Using linear mixed modelling for QT correction, the mean α ± SD for our study sample was 0.29 (95% CI 0.27, 0.31), where α was the slope of the log-transformed QT vs RR relationship. The terms corresponding to α in Bazett's and Fridericia's heart rate correction formulae were constant at 1/2 and 1/3, respectively. The mean correction term, α, in men was 0.31 (95% CI 0.28, 0.34) and was statistically significantly (P = 0.04) higher than the mean correction term in women of 0.27 (95% CI 0.25, 0.29) as shown in Figure 1.

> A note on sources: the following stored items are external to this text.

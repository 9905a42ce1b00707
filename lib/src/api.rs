/// Contains invocation-related struct definitions that are shared
/// between the function binary and the library.
use chrono::{DateTime, Utc};
use serde::{Deserialize, Serialize};
use uuid::Uuid;

/// Trigger payload handed to the function by the hosting platform.
///
/// The payload shape is platform-defined and carries nothing the
/// handler acts on, so it is kept opaque.
#[derive(Clone, Debug, Default, Serialize, Deserialize)]
#[serde(transparent)]
pub struct Event(pub serde_json::Value);

impl Event {
    /// Parse a raw trigger body as received from the platform
    pub fn from_json(body: &str) -> Result<Self, crate::Error> {
        serde_json::from_str(body).map_err(|e| e.into())
    }
}

/// Runtime metadata for the current invocation
#[derive(Clone, Debug, Serialize, Deserialize)]
pub struct Context {
    pub request_id: Uuid,
    pub invoked_at: DateTime<Utc>,
}

impl Context {
    pub fn new() -> Self {
        Self {
            request_id: Uuid::new_v4(),
            invoked_at: Utc::now(),
        }
    }
}

impl Default for Context {
    fn default() -> Self {
        Self::new()
    }
}

/// JSON result returned to the invoking platform.
///
/// Only the success shape exists. A failed send propagates as an error
/// and the invocation as a whole fails.
#[derive(Clone, Debug, Serialize, Deserialize)]
pub struct Response {
    #[serde(rename = "statusCode")]
    pub status_code: u16,
    pub body: String,
}

impl Response {
    pub fn success() -> Self {
        Self {
            status_code: 200,
            body: serde_json::json!({ "message": "Email sent successfully!" }).to_string(),
        }
    }
}

#[cfg(test)]
mod tests {
    use super::*;

    #[test]
    fn test_success_response() {
        let resp = Response::success();
        let value = serde_json::to_value(&resp).unwrap();

        assert_eq!(
            value,
            serde_json::json!({
                "statusCode": 200,
                "body": r#"{"message":"Email sent successfully!"}"#,
            })
        );
    }

    #[test]
    fn test_event_from_json() {
        let event = Event::from_json(r#"{"detail": {"source": "schedule"}}"#).unwrap();
        assert_eq!(event.0["detail"]["source"], "schedule");

        let result = Event::from_json("not json");
        assert!(result.is_err());
    }
}
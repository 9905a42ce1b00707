mod api;
mod client;

pub use client::SesClient;
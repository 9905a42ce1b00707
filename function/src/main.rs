use std::io::Read;

use structopt::StructOpt;

use courier::api::{Context, Event};
use courier::config;
use courier::mailer::ses::SesClient;
use courier::EmailSender;

#[derive(Debug, StructOpt)]
#[structopt(
    name = "courier-function",
    about = "Courier one-shot email delivery function."
)]
struct Opt {
    /// Path to config file
    #[structopt(short, long)]
    config: Option<String>,
}

/// The platform hands the trigger payload on stdin. An empty payload
/// is a valid trigger; anything else must be JSON.
fn read_event() -> Event {
    let mut body = String::new();
    std::io::stdin()
        .read_to_string(&mut body)
        .expect("Failed to read event from stdin!");

    if body.trim().is_empty() {
        Event::default()
    } else {
        Event::from_json(&body).expect("Failed to parse event!")
    }
}

#[tokio::main]
async fn main() {
    // Init logger
    env_logger::builder().format_timestamp_micros().init();

    log::info!("Loading function...");

    let opt = Opt::from_args();
    let config = config::load_config(opt.config.as_deref());

    let event = read_event();
    let context = Context::new();

    let client = SesClient::from_region(&config.region).await;
    let sender = EmailSender::new(config, client);

    let response = sender.handle(&event, &context).await.unwrap();

    println!("{}", serde_json::to_string(&response).unwrap());
}

#[cfg(test)]
mod tests {
    use super::*;

    #[test]
    fn test_opt_defaults() {
        let opt = Opt::from_iter(&["courier-function"]);
        assert!(opt.config.is_none());
    }
}
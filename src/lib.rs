//! Copydesk
//!
//! Revision comparison and restore core for a newsroom content pipeline.
//! Given an article's current blocks and a historical revision, it aligns the
//! two sequences, word-diffs the blocks that changed, aggregates the result
//! into a renderable report, and can hand a chosen revision's content back as
//! the new current content. Fetching revisions and persisting restored
//! content belong to the surrounding editor, not to this crate.

pub mod block;
pub mod diff;
pub mod render;
pub mod revision;

pub use block::{ContentBlock, RawBlock};
pub use diff::{DiffEntry, DiffReport, compare};
pub use revision::{Revision, RevisionError, RevisionLog};
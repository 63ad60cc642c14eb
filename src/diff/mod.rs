//! Revision comparison: block alignment, word-level text diffing, and the
//! aggregated report the review view consumes.

mod align;
mod stats;
mod text;
mod types;

pub use align::{Aligner, PositionalAligner};
pub use stats::{DiffStats, character_stats};
pub use text::diff_text;
pub use types::{DiffEntry, DiffReport, TokenClass, WordDiffToken};

use crate::block::ContentBlock;
use tracing::debug;

/// Compare a revision's blocks against the current content with the default
/// positional strategy.
pub fn compare(old: &[ContentBlock], new: &[ContentBlock]) -> DiffReport {
    aggregate(&PositionalAligner, old, new)
}

/// Compare with an injected alignment strategy.
pub fn aggregate(
    aligner: &dyn Aligner,
    old: &[ContentBlock],
    new: &[ContentBlock],
) -> DiffReport {
    let report = DiffReport::from_entries(aligner.align(old, new));
    debug!(
        additions = report.additions,
        removals = report.removals,
        modifications = report.modifications,
        unchanged = report.unchanged,
        "compared {} old against {} new blocks",
        old.len(),
        new.len()
    );
    report
}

Individual correction term, α_i for the log-transformed QT vs RR relationship for all study subjects (n = 16) and males (n = 8) and females (n = 8) separately.

As expected, there was a positive sloping linear regression line between the uncorrected QT interval and RR interval using composite data from all study subjects (Figure 2A). As shown in Figure 2B, there was a negative sloping linear regression between Bazett's heart rate-corrected QT (QT_cB) and the RR interval. At faster heart rates, the QT_cB was over-corrected while at slower heart rates the QT_cB was under-corrected when the composite data from all study subjects were used. The linear regression of the QT_cvs RR relationship derived from Fridericia's heart rate-corrected QT (QT_cF) was more independent of the RR interval than was the linear regression of the data obtained with QT_cB (Figure 2C). The linear regression line of QT_cSS was similar in slope to the linear regression of QT_cF (Figure 2D). However, upon comparing the absolute slopes of the QT_cvs RR linear regression for each individual, using the three heart rate correction formulae described, the subject-specific correction proved to be the superior correction (i.e. to have the lowest value of the slope of the RR/QT_c relationship). The goal of heart rate correction of the QT interval was to obtain a QT_cvs RR linear regression line with a slope as close to zero as possible in each study subject. The mean absolute slope of the QT_c interval (ms) vs RR interval (ms) regression line from placebo period data using each individual's subject-specific correction was 0.02 (95% CI 0.01, 0.03). The mean subject-specific slope was statistically significantly (P = 0.01) lower than the mean absolute (QT_cvs RR regression line) slope of 0.043 (95% CI 0.03, 0.06) obtained using Fridericia's correction. The mean subject-specific slope was also statistically significantly (P < 0.0001) lower than the mean absolute slope (QT_cvs RR regression line) obtained using Bazett's correction of 0.10 (95% CI 0.07, 0.13).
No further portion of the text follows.